Audiograbber
- Audiograbber 1.83 running on Windows XP
- Developer(s): Jackie Franck
- Stable release: 1.83 SE / August 24, 2004; 20 years ago
- Operating system: Microsoft Windows
- Type: CD ripper
- License: Adware
- Website: www.audiograbber.org

= Audiograbber =

Audiograbber is a proprietary freeware CD audio extractor/converter program for Microsoft Windows. It was one of the first programs in the genre to become popular. The data extraction algorithm was designed by Jackie Franck and was included in the Xing Technology software package Xing Audio Catalyst in the mid-1990s.

It does not use Xing Technology's proprietary MP3 encoding library. Instead, it uses the LAME encoder, Ogg Vorbis encoder, WMA codec, as well as any format supported by an external command-line encoder library. The author is no longer developing this software.

Audiograbber is able to rip CDs, or record audio coming in via mic jack, or capture audio playing on the computer but not from the internet, into several formats, including WAV, MP3 and others. It performs the conversions entirely digitally, bypassing the system sound card, enabling accurate digital conversion. For convenience, it supports the freedb database of Compact Disc track listings (offline as of June 13, 2020), to allow ripped tracks, with reduced user effort, to have the names of songs, artists and albums. It also supports normalizing, ID3 tag and CD-Text support. A line-in sampling function can automatically split LP recordings into separate tracks, plus it can perform noise reduction with a proprietary VST plug-in from Algorithmix.

Prior to the release of version 1.83 in February 2004, Audiograbber was shareware. The unregistered versions of the software only allowed a random selection of half the tracks of a given CD to be extracted in each ripping session. These limitations in the software were due to a restrictive clause in an agreement between the author and Xing Technology. After the agreement expired, the software was made available as freeware with no limitations on its function.
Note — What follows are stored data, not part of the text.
use chrono::NaiveDateTime;
use serde::Serialize;

#[derive(Debug, Clone, Serialize)]
pub struct User {
    pub id: i64,
    pub email: String,
    #[serde(skip_serializing)]
    pub password_hash: String,
    pub first_name: String,
    pub last_name: String,
    pub is_admin: bool,
    pub created_at: NaiveDateTime,
}

impl User {
    pub fn full_name(&self) -> String {
        format!("{} {}", self.first_name, self.last_name)
    }
}

#[derive(Debug, Clone)]
pub struct Session {
    pub token: String,
    pub user_id: i64,
    pub expires_at: NaiveDateTime,
}

/// Emails are unique case-insensitively; everything is stored trimmed and lowercased.
pub fn normalize_email(email: &str) -> String {
    email.trim().to_lowercase()
}
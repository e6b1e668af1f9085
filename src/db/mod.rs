pub mod migrations;
pub mod queries;

use anyhow::Context;
use rusqlite::Connection;

pub fn init_db(path: &str) -> anyhow::Result<Connection> {
    let conn = Connection::open(path).context("failed to open database")?;

    conn.execute_batch("PRAGMA journal_mode=WAL; PRAGMA foreign_keys=ON;")
        .context("failed to set database pragmas")?;

    migrations::run_migrations(&conn)?;

    Ok(conn)
}

/// True when `err` wraps a SQLite UNIQUE/constraint failure.
pub fn is_constraint_violation(err: &anyhow::Error) -> bool {
    matches!(
        err.downcast_ref::<rusqlite::Error>(),
        Some(rusqlite::Error::SqliteFailure(e, _)) if e.code == rusqlite::ErrorCode::ConstraintViolation
    )
}
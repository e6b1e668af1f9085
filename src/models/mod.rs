pub mod booking;
pub mod business;
pub mod service;
pub mod user;
pub mod working_hour;

pub use booking::{Booking, BookingDetails, BookingStatus};
pub use business::{Business, BusinessFields};
pub use service::{Service, ServiceFields};
pub use user::{Session, User};
pub use working_hour::WorkingHour;

use chrono::{NaiveDate, NaiveTime};

/// Accepts `HH:MM` as well as the `HH:MM:SS` some browsers submit from time inputs.
pub fn parse_time(s: &str) -> Option<NaiveTime> {
    let s = s.trim();
    NaiveTime::parse_from_str(s, "%H:%M")
        .or_else(|_| NaiveTime::parse_from_str(s, "%H:%M:%S"))
        .ok()
}

pub fn format_time(t: &NaiveTime) -> String {
    t.format("%H:%M").to_string()
}

pub fn parse_date(s: &str) -> Option<NaiveDate> {
    NaiveDate::parse_from_str(s.trim(), "%Y-%m-%d").ok()
}

pub fn format_date(d: &NaiveDate) -> String {
    d.format("%Y-%m-%d").to_string()
}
Version 1.83 (as well as the convenient Lame plugin installer on the same site) from the developer site comes bundled with several adware like Funmoods Toolbar, Conduit Search, Zapp, VO Package, Browser Utility, AnyProtect. One has to read the installation screens carefully and deselect everything that one does not want to install.

In 2020, 1.83 (2020 Edition) was released, featuring integrated MP3 support, and it is configured to connect to the GnuDB.